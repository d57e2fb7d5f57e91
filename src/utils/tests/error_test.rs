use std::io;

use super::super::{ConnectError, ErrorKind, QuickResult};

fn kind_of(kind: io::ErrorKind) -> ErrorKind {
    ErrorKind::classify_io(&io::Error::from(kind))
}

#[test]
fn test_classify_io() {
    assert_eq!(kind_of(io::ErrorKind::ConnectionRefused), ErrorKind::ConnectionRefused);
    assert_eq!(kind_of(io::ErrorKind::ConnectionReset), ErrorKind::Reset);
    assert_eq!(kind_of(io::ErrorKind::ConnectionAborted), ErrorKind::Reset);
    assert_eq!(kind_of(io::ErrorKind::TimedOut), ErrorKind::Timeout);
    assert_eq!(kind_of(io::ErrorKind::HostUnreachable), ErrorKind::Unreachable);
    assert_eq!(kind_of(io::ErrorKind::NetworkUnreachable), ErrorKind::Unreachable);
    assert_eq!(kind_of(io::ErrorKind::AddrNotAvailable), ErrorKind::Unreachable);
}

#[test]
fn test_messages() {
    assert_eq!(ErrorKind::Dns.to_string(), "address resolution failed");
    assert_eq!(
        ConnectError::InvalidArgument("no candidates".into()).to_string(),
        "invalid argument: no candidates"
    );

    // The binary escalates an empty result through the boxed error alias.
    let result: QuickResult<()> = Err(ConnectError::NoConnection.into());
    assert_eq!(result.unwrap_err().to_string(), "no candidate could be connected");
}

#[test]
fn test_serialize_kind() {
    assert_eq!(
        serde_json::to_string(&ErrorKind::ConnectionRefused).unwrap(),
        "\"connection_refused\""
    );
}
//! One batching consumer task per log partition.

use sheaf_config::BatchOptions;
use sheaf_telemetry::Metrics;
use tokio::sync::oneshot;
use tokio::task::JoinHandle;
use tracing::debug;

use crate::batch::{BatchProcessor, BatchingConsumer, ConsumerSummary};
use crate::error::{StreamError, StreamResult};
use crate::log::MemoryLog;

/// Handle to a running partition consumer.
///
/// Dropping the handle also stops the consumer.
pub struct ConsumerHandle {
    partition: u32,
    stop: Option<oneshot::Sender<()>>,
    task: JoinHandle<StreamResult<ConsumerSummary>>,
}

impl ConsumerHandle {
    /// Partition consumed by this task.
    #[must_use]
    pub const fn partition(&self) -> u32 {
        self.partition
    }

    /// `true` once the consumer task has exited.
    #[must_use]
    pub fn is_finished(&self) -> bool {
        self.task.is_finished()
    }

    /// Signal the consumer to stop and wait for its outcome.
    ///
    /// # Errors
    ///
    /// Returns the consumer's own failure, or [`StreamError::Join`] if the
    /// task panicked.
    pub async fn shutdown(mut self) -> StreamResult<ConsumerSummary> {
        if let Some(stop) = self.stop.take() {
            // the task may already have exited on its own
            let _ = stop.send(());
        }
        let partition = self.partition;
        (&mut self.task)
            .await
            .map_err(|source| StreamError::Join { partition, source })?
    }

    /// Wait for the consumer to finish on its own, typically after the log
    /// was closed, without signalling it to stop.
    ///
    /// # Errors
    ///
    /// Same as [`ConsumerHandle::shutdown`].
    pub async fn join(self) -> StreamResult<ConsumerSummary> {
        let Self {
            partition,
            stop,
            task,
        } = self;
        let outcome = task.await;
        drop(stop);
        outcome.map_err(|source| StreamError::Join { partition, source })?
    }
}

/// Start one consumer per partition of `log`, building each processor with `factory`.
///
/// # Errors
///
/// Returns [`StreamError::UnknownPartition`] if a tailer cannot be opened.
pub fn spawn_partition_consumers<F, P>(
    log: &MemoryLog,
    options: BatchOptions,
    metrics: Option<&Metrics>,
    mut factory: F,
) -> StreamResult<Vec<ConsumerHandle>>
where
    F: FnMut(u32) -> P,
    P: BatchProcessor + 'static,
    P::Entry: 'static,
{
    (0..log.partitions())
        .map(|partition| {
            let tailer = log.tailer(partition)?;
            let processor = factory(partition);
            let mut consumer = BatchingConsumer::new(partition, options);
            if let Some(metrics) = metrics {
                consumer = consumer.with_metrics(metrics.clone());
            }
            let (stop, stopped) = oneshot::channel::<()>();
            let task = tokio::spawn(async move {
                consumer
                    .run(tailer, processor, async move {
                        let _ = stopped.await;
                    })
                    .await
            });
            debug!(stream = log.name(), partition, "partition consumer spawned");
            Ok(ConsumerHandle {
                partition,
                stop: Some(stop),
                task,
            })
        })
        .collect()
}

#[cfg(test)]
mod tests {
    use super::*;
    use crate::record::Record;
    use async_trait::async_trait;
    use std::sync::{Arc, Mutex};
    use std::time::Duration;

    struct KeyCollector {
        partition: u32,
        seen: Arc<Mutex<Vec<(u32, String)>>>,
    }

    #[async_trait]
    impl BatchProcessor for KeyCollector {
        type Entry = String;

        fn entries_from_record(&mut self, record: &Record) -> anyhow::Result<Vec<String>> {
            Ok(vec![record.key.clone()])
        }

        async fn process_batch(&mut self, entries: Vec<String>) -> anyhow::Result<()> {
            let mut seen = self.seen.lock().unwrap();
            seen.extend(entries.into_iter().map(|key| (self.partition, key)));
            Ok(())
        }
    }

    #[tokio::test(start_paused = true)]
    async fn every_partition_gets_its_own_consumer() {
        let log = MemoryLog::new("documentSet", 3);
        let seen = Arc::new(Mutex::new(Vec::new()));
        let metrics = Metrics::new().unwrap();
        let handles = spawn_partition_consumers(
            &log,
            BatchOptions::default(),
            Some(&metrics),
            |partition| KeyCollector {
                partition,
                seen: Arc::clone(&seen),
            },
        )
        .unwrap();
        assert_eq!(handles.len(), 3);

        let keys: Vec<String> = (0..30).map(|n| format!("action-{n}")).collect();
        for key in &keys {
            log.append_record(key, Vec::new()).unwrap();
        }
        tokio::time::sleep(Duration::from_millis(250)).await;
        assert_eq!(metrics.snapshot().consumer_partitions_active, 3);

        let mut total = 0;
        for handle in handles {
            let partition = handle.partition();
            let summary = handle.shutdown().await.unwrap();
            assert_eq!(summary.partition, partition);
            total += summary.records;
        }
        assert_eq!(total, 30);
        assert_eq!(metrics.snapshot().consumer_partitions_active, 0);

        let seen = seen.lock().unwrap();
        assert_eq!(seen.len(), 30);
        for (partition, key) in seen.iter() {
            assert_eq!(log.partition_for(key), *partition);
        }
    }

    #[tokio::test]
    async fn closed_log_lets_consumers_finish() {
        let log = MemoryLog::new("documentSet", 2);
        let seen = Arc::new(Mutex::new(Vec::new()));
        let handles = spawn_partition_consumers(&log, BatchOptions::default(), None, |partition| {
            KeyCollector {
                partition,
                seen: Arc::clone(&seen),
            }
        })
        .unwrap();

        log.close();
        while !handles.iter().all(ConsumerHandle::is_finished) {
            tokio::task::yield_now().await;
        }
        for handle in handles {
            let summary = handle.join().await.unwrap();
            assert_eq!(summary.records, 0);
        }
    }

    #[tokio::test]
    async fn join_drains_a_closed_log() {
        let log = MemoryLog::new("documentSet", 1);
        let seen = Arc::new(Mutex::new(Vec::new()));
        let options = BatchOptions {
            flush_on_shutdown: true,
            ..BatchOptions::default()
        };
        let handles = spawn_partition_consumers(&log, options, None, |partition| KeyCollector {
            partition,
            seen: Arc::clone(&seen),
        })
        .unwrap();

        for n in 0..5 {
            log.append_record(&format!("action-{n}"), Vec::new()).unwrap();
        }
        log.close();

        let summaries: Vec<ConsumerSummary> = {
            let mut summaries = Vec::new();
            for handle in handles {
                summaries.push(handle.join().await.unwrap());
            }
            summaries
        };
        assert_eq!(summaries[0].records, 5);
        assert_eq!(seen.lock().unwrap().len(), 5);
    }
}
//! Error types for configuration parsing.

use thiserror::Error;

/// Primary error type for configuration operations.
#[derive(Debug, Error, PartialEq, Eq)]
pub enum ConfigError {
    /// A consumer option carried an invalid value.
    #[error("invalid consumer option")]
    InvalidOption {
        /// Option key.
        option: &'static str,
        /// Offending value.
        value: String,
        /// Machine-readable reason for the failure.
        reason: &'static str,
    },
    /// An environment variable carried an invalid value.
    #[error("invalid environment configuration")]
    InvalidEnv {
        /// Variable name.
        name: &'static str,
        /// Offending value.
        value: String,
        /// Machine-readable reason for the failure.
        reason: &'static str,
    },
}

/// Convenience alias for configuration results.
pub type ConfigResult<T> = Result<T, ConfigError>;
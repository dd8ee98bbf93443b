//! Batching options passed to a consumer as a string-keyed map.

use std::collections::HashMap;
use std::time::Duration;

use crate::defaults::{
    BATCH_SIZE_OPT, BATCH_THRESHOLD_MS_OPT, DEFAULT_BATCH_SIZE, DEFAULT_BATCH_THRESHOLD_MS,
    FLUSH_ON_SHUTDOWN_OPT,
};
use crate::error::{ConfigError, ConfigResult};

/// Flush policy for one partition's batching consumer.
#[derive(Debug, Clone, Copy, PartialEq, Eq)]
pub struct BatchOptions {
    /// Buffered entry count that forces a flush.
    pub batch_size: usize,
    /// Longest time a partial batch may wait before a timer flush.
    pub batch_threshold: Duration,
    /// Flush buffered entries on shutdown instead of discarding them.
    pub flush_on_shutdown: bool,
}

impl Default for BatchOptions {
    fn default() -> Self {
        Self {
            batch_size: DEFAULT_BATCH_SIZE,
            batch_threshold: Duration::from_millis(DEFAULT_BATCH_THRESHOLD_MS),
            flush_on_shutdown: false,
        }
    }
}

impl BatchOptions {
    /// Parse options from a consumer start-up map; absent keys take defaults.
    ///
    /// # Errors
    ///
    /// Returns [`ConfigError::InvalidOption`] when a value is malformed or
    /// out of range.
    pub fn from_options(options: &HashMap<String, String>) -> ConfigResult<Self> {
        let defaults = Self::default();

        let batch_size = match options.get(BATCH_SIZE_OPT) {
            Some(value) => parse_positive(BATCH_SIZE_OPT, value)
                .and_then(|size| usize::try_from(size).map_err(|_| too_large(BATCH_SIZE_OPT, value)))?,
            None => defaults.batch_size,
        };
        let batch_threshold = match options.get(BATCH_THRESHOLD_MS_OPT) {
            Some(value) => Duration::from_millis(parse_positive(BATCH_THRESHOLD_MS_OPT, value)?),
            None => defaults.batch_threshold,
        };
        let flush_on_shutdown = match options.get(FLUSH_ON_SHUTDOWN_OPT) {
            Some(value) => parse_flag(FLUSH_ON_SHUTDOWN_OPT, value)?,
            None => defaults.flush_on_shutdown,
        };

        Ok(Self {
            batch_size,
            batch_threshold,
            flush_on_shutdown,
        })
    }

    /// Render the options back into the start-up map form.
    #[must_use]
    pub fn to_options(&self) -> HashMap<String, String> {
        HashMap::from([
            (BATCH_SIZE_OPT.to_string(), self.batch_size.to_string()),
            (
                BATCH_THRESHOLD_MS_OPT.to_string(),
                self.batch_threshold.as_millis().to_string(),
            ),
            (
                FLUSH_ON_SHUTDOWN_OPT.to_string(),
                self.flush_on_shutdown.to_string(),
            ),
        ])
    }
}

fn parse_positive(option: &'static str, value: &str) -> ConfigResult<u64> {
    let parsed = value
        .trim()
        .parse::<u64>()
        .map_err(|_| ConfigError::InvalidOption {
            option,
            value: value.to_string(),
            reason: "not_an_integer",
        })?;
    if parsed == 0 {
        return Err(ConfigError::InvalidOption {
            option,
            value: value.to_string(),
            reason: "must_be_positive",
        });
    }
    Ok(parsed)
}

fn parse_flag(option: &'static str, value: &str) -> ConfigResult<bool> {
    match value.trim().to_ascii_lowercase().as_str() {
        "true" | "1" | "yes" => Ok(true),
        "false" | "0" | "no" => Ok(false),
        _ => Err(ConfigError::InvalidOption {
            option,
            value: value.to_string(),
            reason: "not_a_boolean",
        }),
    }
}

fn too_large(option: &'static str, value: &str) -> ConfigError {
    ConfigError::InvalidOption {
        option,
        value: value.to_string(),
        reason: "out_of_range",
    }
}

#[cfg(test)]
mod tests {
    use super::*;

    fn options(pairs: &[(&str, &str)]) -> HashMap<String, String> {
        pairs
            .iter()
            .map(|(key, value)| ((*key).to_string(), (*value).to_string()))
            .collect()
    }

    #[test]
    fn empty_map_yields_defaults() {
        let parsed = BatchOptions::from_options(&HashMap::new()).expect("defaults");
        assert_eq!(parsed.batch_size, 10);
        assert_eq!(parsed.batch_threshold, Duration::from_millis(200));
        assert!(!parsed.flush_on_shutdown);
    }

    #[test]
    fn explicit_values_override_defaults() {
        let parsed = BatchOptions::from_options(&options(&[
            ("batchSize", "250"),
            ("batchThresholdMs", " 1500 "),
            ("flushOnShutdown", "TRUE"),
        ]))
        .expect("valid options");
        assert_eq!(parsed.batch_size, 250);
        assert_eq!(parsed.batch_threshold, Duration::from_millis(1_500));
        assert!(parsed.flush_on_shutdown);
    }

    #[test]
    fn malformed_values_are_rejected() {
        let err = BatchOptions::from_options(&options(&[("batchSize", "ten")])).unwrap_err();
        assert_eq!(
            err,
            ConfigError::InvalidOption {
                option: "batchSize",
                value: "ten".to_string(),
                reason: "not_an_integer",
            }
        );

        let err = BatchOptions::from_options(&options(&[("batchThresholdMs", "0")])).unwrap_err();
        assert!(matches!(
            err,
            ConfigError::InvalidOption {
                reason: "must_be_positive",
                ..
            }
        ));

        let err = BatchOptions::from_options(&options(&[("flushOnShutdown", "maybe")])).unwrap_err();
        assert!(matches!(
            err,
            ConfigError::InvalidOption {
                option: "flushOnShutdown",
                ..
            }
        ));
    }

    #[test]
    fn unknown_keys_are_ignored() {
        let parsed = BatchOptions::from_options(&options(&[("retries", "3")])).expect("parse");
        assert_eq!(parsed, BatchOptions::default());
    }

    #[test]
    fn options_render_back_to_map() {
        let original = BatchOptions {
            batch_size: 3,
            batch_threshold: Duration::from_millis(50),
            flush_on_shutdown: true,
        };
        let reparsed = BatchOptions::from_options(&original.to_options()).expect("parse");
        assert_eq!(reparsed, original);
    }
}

Your instructions: Your job is to copy out every line from the records above that has the word "ConfigResult".

Worked solution:
pub type ConfigResult<T> = Result<T, ConfigError>;
use crate::error::{ConfigError, ConfigResult};
    pub fn from_options(options: &HashMap<String, String>) -> ConfigResult<Self> {
fn parse_positive(option: &'static str, value: &str) -> ConfigResult<u64> {
fn parse_flag(option: &'static str, value: &str) -> ConfigResult<bool> {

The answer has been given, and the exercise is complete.